- Şaphane Location in Turkey Şaphane Şaphane (Turkey Aegean)
- Coordinates: 39°01′40″N 29°13′22″E﻿ / ﻿39.02778°N 29.22278°E
- Country: Turkey
- Province: Kütahya
- District: Şaphane

Government
- • Mayor: Lütfi Mutlu (CHP)
- Elevation: 1,128 m (3,701 ft)
- Population (2022): 2,853
- Time zone: UTC+3 (TRT)
- Area code: 0274
- Website: www.saphane.bel.tr

= Şaphane =

Şaphane, formerly Abşeker, is a town in Kütahya Province in the Aegean region of Turkey. It is the seat of Şaphane District. Its population is 2,853 (2022). Its elevation is 1128 m.

==Tourism==
Mt. Şaphane (Akdağ) is open for the mountain tourism with its plateaus that are rich for their oxygen levels. It is 2121 m high and on a 100,000 ha area with 20,000 ha of new planting parts. Paragliding and trekking are some of the activities you can do on Mt. Şaphane.
Kocaseyfullah Mosque is one of our historical spots with its age dating back to 700 years. It is inherited from Anatolian Seljuks. We also have Agha Mansions on which some
investments can be directed.
We have profitable thermal water sources in Karacaderbent ward of Şaphane where some thermal villages, hotels and physical therapy clinic projects can be done.

==Medicinal herbs==

On Mount Şaphane, there is a variety of medicinal herbs like thyme, sage, linden tree, Ayvadanası, Filistan herb, nigella sativa, urtica dioica, daisy, Papaver rhoeas, sand rose, etc., and many kinds of unexplored plant families.

==Cherry and sour cherry==

In the district, cherry and sour cherry are cultivated using waterless agricultural methods.
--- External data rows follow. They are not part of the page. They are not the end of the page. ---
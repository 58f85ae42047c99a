//! Resource proxy: bearer-authorized calls to the provider's Web API and the
//! pure reshaping of its responses into the client-facing schema.

use url::Url;

use crate::error::Error;
use crate::types::{AccessToken, PlaylistId, PlaylistSummary, TrackSummary};
use crate::upstream;
use crate::wire::{Paging, Playlist, PlaylistItem};

const DEFAULT_API_URL: &str = "https://api.spotify.com/v1";

/// Client for the provider's resource API.
///
/// Holds no per-user state: every call takes the caller's own token.
pub struct ApiClient {
    base_url: String,
    http: reqwest::Client,
}

impl ApiClient {
    #[must_use]
    pub fn new() -> Self {
        Self {
            base_url: DEFAULT_API_URL.into(),
            http: upstream::default_http_client(),
        }
    }

    /// Override the API base (default `https://api.spotify.com/v1`).
    #[must_use]
    pub fn with_base_url(mut self, url: &Url) -> Self {
        self.base_url = url.as_str().trim_end_matches('/').to_string();
        self
    }

    /// Use a custom HTTP client (timeouts, connection pool reuse, testing).
    #[must_use]
    pub fn with_http_client(mut self, client: reqwest::Client) -> Self {
        self.http = client;
        self
    }

    #[must_use]
    pub fn base_url(&self) -> &str {
        &self.base_url
    }

    /// First page of the current user's playlists.
    ///
    /// # Errors
    ///
    /// Returns [`Error::Http`] on network failure or timeout,
    /// [`Error::UpstreamStatus`] on a non-success status, or
    /// [`Error::MalformedResponse`] if the body does not decode.
    pub async fn list_playlists(&self, token: &AccessToken) -> Result<Vec<PlaylistSummary>, Error> {
        const OPERATION: &str = "playlists request";

        let url = format!("{}/me/playlists", self.base_url);
        let page: Paging<Playlist> = self.get_json(&url, token, OPERATION).await?;
        if page.next.is_some() {
            tracing::debug!(total = ?page.total, "Returning first playlist page only");
        }
        Ok(summarize_playlists(page))
    }

    /// First page of items in `playlist_id`, minus unavailable tracks.
    ///
    /// # Errors
    ///
    /// Same as [`ApiClient::list_playlists`]; an unknown id surfaces as the
    /// provider's 404 in [`Error::UpstreamStatus`].
    pub async fn list_tracks(
        &self,
        token: &AccessToken,
        playlist_id: &PlaylistId,
    ) -> Result<Vec<TrackSummary>, Error> {
        const OPERATION: &str = "playlist items request";

        let url = format!(
            "{}/playlists/{}/tracks",
            self.base_url,
            urlencoding::encode(&playlist_id.0)
        );
        let page: Paging<PlaylistItem> = self.get_json(&url, token, OPERATION).await?;
        Ok(summarize_tracks(page))
    }

    async fn get_json<T: serde::de::DeserializeOwned>(
        &self,
        url: &str,
        token: &AccessToken,
        operation: &'static str,
    ) -> Result<T, Error> {
        let response = self
            .http
            .get(url)
            .bearer_auth(token.expose())
            .send()
            .await?;

        let response = upstream::ensure_success(response, operation).await?;
        upstream::read_json(response, operation).await
    }
}

impl Default for ApiClient {
    fn default() -> Self {
        Self::new()
    }
}

/// Reduce provider playlists to `{id, name, image}`, preserving order.
#[must_use]
pub fn summarize_playlists(page: Paging<Playlist>) -> Vec<PlaylistSummary> {
    page.items
        .into_iter()
        .map(|playlist| PlaylistSummary {
            id: PlaylistId(playlist.id),
            name: playlist.name,
            image: playlist
                .images
                .and_then(|images| images.into_iter().next())
                .map(|image| image.url),
        })
        .collect()
}

/// Reduce playlist items to `{name, artists, url}`, dropping items whose track is `null`.
#[must_use]
pub fn summarize_tracks(page: Paging<PlaylistItem>) -> Vec<TrackSummary> {
    page.items
        .into_iter()
        .filter_map(|item| item.track)
        .map(|track| TrackSummary {
            name: track.name,
            artists: track
                .artists
                .iter()
                .map(|artist| artist.name.as_str())
                .collect::<Vec<_>>()
                .join(", "),
            url: track.external_urls.and_then(|urls| urls.spotify),
        })
        .collect()
}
There is a quality policy over world standards with 2000 tons of cherry and 7000 tons of sour cherry exported.
The district is open for investments for both industry ( fruit juice – concentrate – marmalade – jam) and export.

==Mines==

===Alum===

There is alum mine in the district and the mine area is possessed by Dostel Inc. and it gives 50,000 tons of total production amount per year.

===Aluminium sulphate===

65000 tons of aluminium sulfate (Al_{2}SO_{4}) has been produced by Dostel Inc. in the district. This product is sold mainly to İSKİ and ASKİ. It is also purchased by metropolitan municipalities and standard municipalities’ water authority units and paper factories.

===Gold===

It was found out, after 15 drilling works made under 500 m depth conducted by MTA with the provision of ETİBANK in 2000, that gold mine was encountered by the depth of 280 m. This research was carried out by Canadian research centers. The deposit is not developed.

===Marble===

There are great quantities of marble and calcite veins under Mt. Şaphane.

===Wind energy===

North, south and southwest areas of Mt. Şaphane are appropriate for energy production from wind. This energy potential would be enough for meeting the electric energy needs of the district and nearby districts.

===Thermal water energy===

a) 90 C hot water (30lt/second) was found after drilling works made under 1326 m depth in Üçbaş sub-district by MTA in 2006. this thermal source has been opened for bid by MTA.

b) 97 C hot water was found after drilling works made under 1600 m depth by MTA in 2007 in Karacaderbent Ward that is on Kütahya-Gediz-Simav-Balıkesir-Bursa highway.

MTA has planned activities in this area in its 2009 agenda that TPAO is going to carry
out drilling projects by the depth of 4000 m. This area is appealing for both tourism and energy investments because of its proximity to the highway.